More heads nodded quietly. “Thank you, Mark, for keeping us real here,” I said. “When I think about when each of you initially entered the project, I’d say that many of your families were going through a crisis of belonging. As a family, we feel that we belong together. And one of the ways we do it is based on this assumption that we share a lot in common, including being cisgender. Gender diversity brings in a sense of otherness that we have to become acquainted with, become less afraid of.” I looked around the circle. “Does that make sense?”
“It does,” said Laura, the mother of a 12-year-old boy who’d socially transitioned last year. “I felt like my family had been broken, but I couldn’t say it to anyone. I felt so unequipped to raise a child I didn’t understand. I was like, ‘How am I gonna keep my child safe and know what to do? My ex-husband and I were fighting about it, and I felt so lonely,” she said. “And then I came here and began to get to know my child again through your stories, through recognizing my fears in your fears. I needed to talk to other folks and make mistakes, learn the language, and know what I could do as a mom—as an ally, really.”
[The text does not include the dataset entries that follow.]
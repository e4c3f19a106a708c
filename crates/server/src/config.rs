//! Server configuration loaded from environment variables.
//!
//! # Environment Variables
//!
//! ## Required
//! - `SHOP_DATABASE_URL` - `PostgreSQL` connection string (falls back to `DATABASE_URL`)
//! - `JWT_SECRET` - Token signing secret (min 32 chars, high entropy)
//!
//! ## Optional
//! - `SHOP_HOST` - Bind address (default: 127.0.0.1)
//! - `SHOP_PORT` - Listen port (default: 3000)
//! - `SHOP_STATIC_DIR` - Directory holding the browser client, served at `/`
//! - `JWT_TTL_DAYS` - Token lifetime in days (default: 7)
//! - `EMAIL_HOST` - SMTP server hostname; enables mail delivery when set
//! - `EMAIL_PORT` - SMTP port (default: 587)
//! - `EMAIL_USER` - SMTP username (required with `EMAIL_HOST`)
//! - `EMAIL_PASS` - SMTP password (required with `EMAIL_HOST`)
//! - `EMAIL_FROM` - Sender address (default: `EMAIL_USER`)
//! - `SENTRY_DSN` - Sentry error tracking DSN
//! - `SENTRY_ENVIRONMENT` - Sentry environment name
//! - `SENTRY_SAMPLE_RATE` - Error sample rate (default: 1.0)
//! - `SENTRY_TRACES_SAMPLE_RATE` - Trace sample rate (default: 1.0)

use std::collections::HashMap;
use std::net::{IpAddr, SocketAddr};
use std::path::PathBuf;

use secrecy::{ExposeSecret, SecretString};
use thiserror::Error;

const MIN_JWT_SECRET_LENGTH: usize = 32;
const MIN_ENTROPY_BITS_PER_CHAR: f64 = 3.3;
const DEFAULT_TOKEN_TTL_DAYS: i64 = 7;
/// Longest accepted token lifetime.
pub const MAX_TOKEN_TTL_DAYS: i64 = 365;

/// Blocklist of common placeholder patterns (case-insensitive)
const PLACEHOLDER_PATTERNS: &[&str] = &[
    "your-",
    "changeme",
    "replace",
    "placeholder",
    "example",
    "secret",
    "password",
    "xxx",
    "todo",
    "fixme",
    "insert",
    "enter-",
    "put-your",
    "add-your",
];

/// Configuration errors that can occur during loading.
#[derive(Debug, Error)]
pub enum ConfigError {
    #[error("Missing environment variable: {0}")]
    MissingEnvVar(String),
    #[error("Invalid environment variable {0}: {1}")]
    InvalidEnvVar(String, String),
    #[error("Insecure secret in {0}: {1}")]
    InsecureSecret(String, String),
}

/// Server configuration.
#[derive(Debug, Clone)]
pub struct ServerConfig {
    /// `PostgreSQL` database connection URL (contains password)
    pub database_url: SecretString,
    /// IP address to bind the server to
    pub host: IpAddr,
    /// Port to listen on
    pub port: u16,
    /// Browser client assets, served as a fallback when set
    pub static_dir: Option<PathBuf>,
    /// Bearer token settings
    pub jwt: JwtConfig,
    /// SMTP settings; `None` logs verification codes instead of mailing them
    pub email: Option<EmailConfig>,
    /// Sentry DSN for error tracking
    pub sentry_dsn: Option<String>,
    /// Sentry environment name (e.g. "production")
    pub sentry_environment: Option<String>,
    /// Fraction of errors sent to Sentry
    pub sentry_sample_rate: f32,
    /// Fraction of transactions traced
    pub sentry_traces_sample_rate: f32,
}

/// JWT signing configuration.
///
/// Implements `Debug` manually to redact the secret.
#[derive(Clone)]
pub struct JwtConfig {
    /// HMAC secret for HS256
    pub secret: SecretString,
    /// Token lifetime in days
    pub ttl_days: i64,
}

impl std::fmt::Debug for JwtConfig {
    fn fmt(&self, f: &mut std::fmt::Formatter<'_>) -> std::fmt::Result {
        f.debug_struct("JwtConfig")
            .field("secret", &"[REDACTED]")
            .field("ttl_days", &self.ttl_days)
            .finish()
    }
}

/// Email (SMTP) configuration.
///
/// Implements `Debug` manually to redact the password.
#[derive(Clone)]
pub struct EmailConfig {
    /// SMTP server hostname
    pub smtp_host: String,
    /// SMTP server port
    pub smtp_port: u16,
    /// SMTP authentication username
    pub smtp_username: String,
    /// SMTP authentication password
    pub smtp_password: SecretString,
    /// Email sender address (From header)
    pub from_address: String,
}

impl std::fmt::Debug for EmailConfig {
    fn fmt(&self, f: &mut std::fmt::Formatter<'_>) -> std::fmt::Result {
        f.debug_struct("EmailConfig")
            .field("smtp_host", &self.smtp_host)
            .field("smtp_port", &self.smtp_port)
            .field("smtp_username", &self.smtp_username)
            .field("smtp_password", &"[REDACTED]")
            .field("from_address", &self.from_address)
            .finish()
    }
}

impl ServerConfig {
    /// Load configuration from environment variables.
    ///
    /// Calls `dotenvy::dotenv()` to load from `.env` file if present.
    ///
    /// # Errors
    ///
    /// Returns `ConfigError` if required variables are missing, invalid, or
    /// if secrets fail validation (placeholder detection, entropy check).
    pub fn from_env() -> Result<Self, ConfigError> {
        // Load .env file if present (ignore errors if not found)
        let _ = dotenvy::dotenv();

        let database_url = get_database_url("SHOP_DATABASE_URL")?;
        let host = get_env_or_default("SHOP_HOST", "127.0.0.1")
            .parse::<IpAddr>()
            .map_err(|e| ConfigError::InvalidEnvVar("SHOP_HOST".to_string(), e.to_string()))?;
        let port = get_env_or_default("SHOP_PORT", "3000")
            .parse::<u16>()
            .map_err(|e| ConfigError::InvalidEnvVar("SHOP_PORT".to_string(), e.to_string()))?;
        let static_dir = get_optional_env("SHOP_STATIC_DIR").map(PathBuf::from);

        let jwt = JwtConfig::from_env()?;
        let email = EmailConfig::from_env()?;

        let sentry_dsn = get_optional_env("SENTRY_DSN");
        let sentry_environment = get_optional_env("SENTRY_ENVIRONMENT");
        let sentry_sample_rate = get_optional_env("SENTRY_SAMPLE_RATE")
            .and_then(|s| s.parse().ok())
            .unwrap_or(1.0);
        let sentry_traces_sample_rate = get_optional_env("SENTRY_TRACES_SAMPLE_RATE")
            .and_then(|s| s.parse().ok())
            .unwrap_or(1.0);

        Ok(Self {
            database_url,
            host,
            port,
            static_dir,
            jwt,
            email,
            sentry_dsn,
            sentry_environment,
            sentry_sample_rate,
            sentry_traces_sample_rate,
        })
    }

    /// Returns the socket address for binding the server.
    #[must_use]
    pub const fn socket_addr(&self) -> SocketAddr {
        SocketAddr::new(self.host, self.port)
    }
}

impl JwtConfig {
    fn from_env() -> Result<Self, ConfigError> {
        let secret = get_validated_secret("JWT_SECRET")?;
        validate_secret_length(&secret, "JWT_SECRET")?;

        let ttl_days = match get_optional_env("JWT_TTL_DAYS") {
            Some(raw) => parse_ttl_days(&raw)?,
            None => DEFAULT_TOKEN_TTL_DAYS,
        };

        Ok(Self { secret, ttl_days })
    }
}

impl EmailConfig {
    /// SMTP is optional as a whole, but once `EMAIL_HOST` is set the
    /// credentials must be present too.
    fn from_env() -> Result<Option<Self>, ConfigError> {
        let Some(smtp_host) = get_optional_env("EMAIL_HOST") else {
            return Ok(None);
        };

        let smtp_port = get_env_or_default("EMAIL_PORT", "587")
            .parse::<u16>()
            .map_err(|e| ConfigError::InvalidEnvVar("EMAIL_PORT".to_string(), e.to_string()))?;
        let smtp_username = get_required_env("EMAIL_USER")?;
        let smtp_password = get_required_secret("EMAIL_PASS")?;
        let from_address = get_optional_env("EMAIL_FROM").unwrap_or_else(|| smtp_username.clone());

        Ok(Some(Self {
            smtp_host,
            smtp_port,
            smtp_username,
            smtp_password,
            from_address,
        }))
    }
}

// =============================================================================
// Helper Functions
// =============================================================================

/// Get a required environment variable.
fn get_required_env(key: &str) -> Result<String, ConfigError> {
    std::env::var(key).map_err(|_| ConfigError::MissingEnvVar(key.to_string()))
}

/// Get a required environment variable as a secret.
fn get_required_secret(key: &str) -> Result<SecretString, ConfigError> {
    let value = get_required_env(key)?;
    Ok(SecretString::from(value))
}

/// Get database URL with fallback to generic `DATABASE_URL`.
fn get_database_url(primary_key: &str) -> Result<SecretString, ConfigError> {
    if let Ok(value) = std::env::var(primary_key) {
        return Ok(SecretString::from(value));
    }
    if let Ok(value) = std::env::var("DATABASE_URL") {
        return Ok(SecretString::from(value));
    }
    Err(ConfigError::MissingEnvVar(primary_key.to_string()))
}

/// Get an optional environment variable. Empty values count as unset.
fn get_optional_env(key: &str) -> Option<String> {
    std::env::var(key).ok().filter(|v| !v.trim().is_empty())
}

/// Get an environment variable with a default value.
fn get_env_or_default(key: &str, default: &str) -> String {
    std::env::var(key).unwrap_or_else(|_| default.to_string())
}

fn parse_ttl_days(raw: &str) -> Result<i64, ConfigError> {
    match raw.trim().parse::<i64>() {
        Ok(days) if (1..=MAX_TOKEN_TTL_DAYS).contains(&days) => Ok(days),
        Ok(days) => Err(ConfigError::InvalidEnvVar(
            "JWT_TTL_DAYS".to_string(),
            format!("must be between 1 and {MAX_TOKEN_TTL_DAYS} (got {days})"),
        )),
        Err(e) => Err(ConfigError::InvalidEnvVar(
            "JWT_TTL_DAYS".to_string(),
            e.to_string(),
        )),
    }
}

/// Validate that a signing secret meets minimum length requirements.
fn validate_secret_length(secret: &SecretString, var_name: &str) -> Result<(), ConfigError> {
    let value = secret.expose_secret();
    if value.len() < MIN_JWT_SECRET_LENGTH {
        return Err(ConfigError::InsecureSecret(
            var_name.to_string(),
            format!(
                "must be at least {} characters (got {})",
                MIN_JWT_SECRET_LENGTH,
                value.len()
            ),
        ));
    }
    Ok(())
}

/// Calculate Shannon entropy in bits per character.
fn shannon_entropy(s: &str) -> f64 {
    if s.is_empty() {
        return 0.0;
    }

    let mut freq: HashMap<char, usize> = HashMap::new();
    for c in s.chars() {
        *freq.entry(c).or_insert(0) += 1;
    }

    #[allow(clippy::cast_precision_loss)] // String length will never exceed f64 precision
    let len = s.chars().count() as f64;
    freq.values()
        .map(|&count| {
            #[allow(clippy::cast_precision_loss)] // Character count will never exceed f64 precision
            let p = count as f64 / len;
            -p * p.log2()
        })
        .sum()
}

/// Validate that a secret is not a placeholder and has sufficient entropy.
fn validate_secret_strength(secret: &str, var_name: &str) -> Result<(), ConfigError> {
    let lower = secret.to_lowercase();

    for pattern in PLACEHOLDER_PATTERNS {
        if lower.contains(pattern) {
            return Err(ConfigError::InsecureSecret(
                var_name.to_string(),
                format!("appears to be a placeholder (contains '{pattern}')"),
            ));
        }
    }

    let entropy = shannon_entropy(secret);
    if entropy < MIN_ENTROPY_BITS_PER_CHAR {
        return Err(ConfigError::InsecureSecret(
            var_name.to_string(),
            format!(
                "entropy too low ({entropy:.2} bits/char, need >= {MIN_ENTROPY_BITS_PER_CHAR:.1}). Use a randomly generated secret."
            ),
        ));
    }

    Ok(())
}

/// Load and validate a secret from environment.
fn get_validated_secret(key: &str) -> Result<SecretString, ConfigError> {
    let value = get_required_env(key)?;
    validate_secret_strength(&value, key)?;
    Ok(SecretString::from(value))
}

#[cfg(test)]
#[allow(clippy::unwrap_used)]
mod tests {
    use super::*;

    #[test]
    fn test_shannon_entropy_empty() {
        assert!((shannon_entropy("") - 0.0).abs() < f64::EPSILON);
    }

    #[test]
    fn test_shannon_entropy_single_char() {
        assert!((shannon_entropy("aaaaaaa") - 0.0).abs() < f64::EPSILON);
    }

    #[test]
    fn test_shannon_entropy_two_chars() {
        let entropy = shannon_entropy("ab");
        assert!((entropy - 1.0).abs() < 0.01);
    }

    #[test]
    fn test_shannon_entropy_high() {
        let entropy = shannon_entropy("aB3$xY9!mK2@nL5#");
        assert!(entropy > 3.3);
    }

    #[test]
    fn test_validate_secret_strength_placeholder() {
        let result = validate_secret_strength("your-jwt-secret-here", "JWT_SECRET");
        assert!(matches!(result, Err(ConfigError::InsecureSecret(_, _))));
    }

    #[test]
    fn test_validate_secret_strength_low_entropy() {
        let result = validate_secret_strength("abababababababababababababababab", "JWT_SECRET");
        assert!(matches!(result, Err(ConfigError::InsecureSecret(_, _))));
    }

    #[test]
    fn test_validate_secret_strength_valid() {
        let result = validate_secret_strength("aB3$xY9!mK2@nL5#pQ7&rT0*uW4^zC6", "JWT_SECRET");
        assert!(result.is_ok());
    }

    #[test]
    fn test_validate_secret_length() {
        assert!(validate_secret_length(&SecretString::from("short"), "JWT_SECRET").is_err());
        assert!(validate_secret_length(&SecretString::from("k".repeat(32)), "JWT_SECRET").is_ok());
    }

    #[test]
    fn test_parse_ttl_days() {
        assert_eq!(parse_ttl_days("7").unwrap(), 7);
        assert_eq!(parse_ttl_days(" 30 ").unwrap(), 30);
        assert!(parse_ttl_days("0").is_err());
        assert!(parse_ttl_days("-1").is_err());
        assert!(parse_ttl_days("week").is_err());
        assert_eq!(parse_ttl_days("365").unwrap(), MAX_TOKEN_TTL_DAYS);
        assert!(parse_ttl_days("366").is_err());
        assert!(parse_ttl_days("1000000000000").is_err());
    }

    #[test]
    fn test_socket_addr() {
        let config = ServerConfig {
            database_url: SecretString::from("postgres://localhost/teashop"),
            host: "127.0.0.1".parse().unwrap(),
            port: 3000,
            static_dir: None,
            jwt: JwtConfig {
                secret: SecretString::from("x".repeat(32)),
                ttl_days: 7,
            },
            email: None,
            sentry_dsn: None,
            sentry_environment: None,
            sentry_sample_rate: 1.0,
            sentry_traces_sample_rate: 1.0,
        };

        let addr = config.socket_addr();
        assert_eq!(addr.ip().to_string(), "127.0.0.1");
        assert_eq!(addr.port(), 3000);
    }

    #[test]
    fn test_debug_redacts_secrets() {
        let jwt = JwtConfig {
            secret: SecretString::from("jwt_signing_material_value"),
            ttl_days: 7,
        };
        let email = EmailConfig {
            smtp_host: "smtp.mail.test".to_string(),
            smtp_port: 587,
            smtp_username: "shop@mail.test".to_string(),
            smtp_password: SecretString::from("smtp_login_material_value"),
            from_address: "shop@mail.test".to_string(),
        };

        let jwt_debug = format!("{jwt:?}");
        let email_debug = format!("{email:?}");

        assert!(jwt_debug.contains("[REDACTED]"));
        assert!(!jwt_debug.contains("jwt_signing_material_value"));
        assert!(email_debug.contains("smtp.mail.test"));
        assert!(email_debug.contains("[REDACTED]"));
        assert!(!email_debug.contains("smtp_login_material_value"));
    }
}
Most of these parents had arrived here as pioneers, some never having heard the word transgender or cisgender before, all of them hacking their way through a wilderness of confusion, panic, and shame. As we worked together, they slowly began to understand—and act on—what we’ve found to be three essential elements of healing. First, follow your child’s lead. If your daughter says, “I’m a boy” persistently, you’ve heard the truth. For many parents, understanding this comes as an enormous relief. The endless inner questions—What should I do? Try to change him? Hope she’ll grow out of it? Refuse to talk about it at all?—fall away. The work is acceptance.
Second, there’s no pathology here. Your child isn’t disordered, doesn’t have a disability, doesn’t need treatment for being transgender. However, your child may need therapeutic support for anxiety, depression, or other difficulties that come with the challenges of trying to live outside prescribed pink and blue boxes. As a parent, you may need professional support, too. But there’s no underlying condition to treat. Fundamentally, your child is fine. So are you.
Third, we need each other. Gender-diverse kids and their parents need to belong to a community of folks who truly get who we are, share some of our struggles, and genuinely care for us. By now, “community” as a cultural prescription has become so familiar that it’s in danger of losing its meaning. We need to wake up and hear it freshly. Especially for those who are wrongly made to feel deviant and repugnant for who they are, a validating peer group is more than just a helpful accompaniment to therapy: it’s a first-line, essential element of healing.
As I looked around the circle to see who wanted to speak next, I flashed on a photo of me as a kid, wearing a blanket on my head to pretend I had long hair. I’m deeply moved by these parents’ devotion and their commitment to becoming their children’s allies so they won’t have to face the challenges that lie ahead on their own. The 5-year-old boy inside me is in awe. He never imagined it possible to feel free to express his forbidden feelings about gender fluidity outside the dark closet of secrecy, let alone be surrounded by a whole tribe of friends and allies. At this moment, I realize that what was once unimaginable is now happening right in front of me.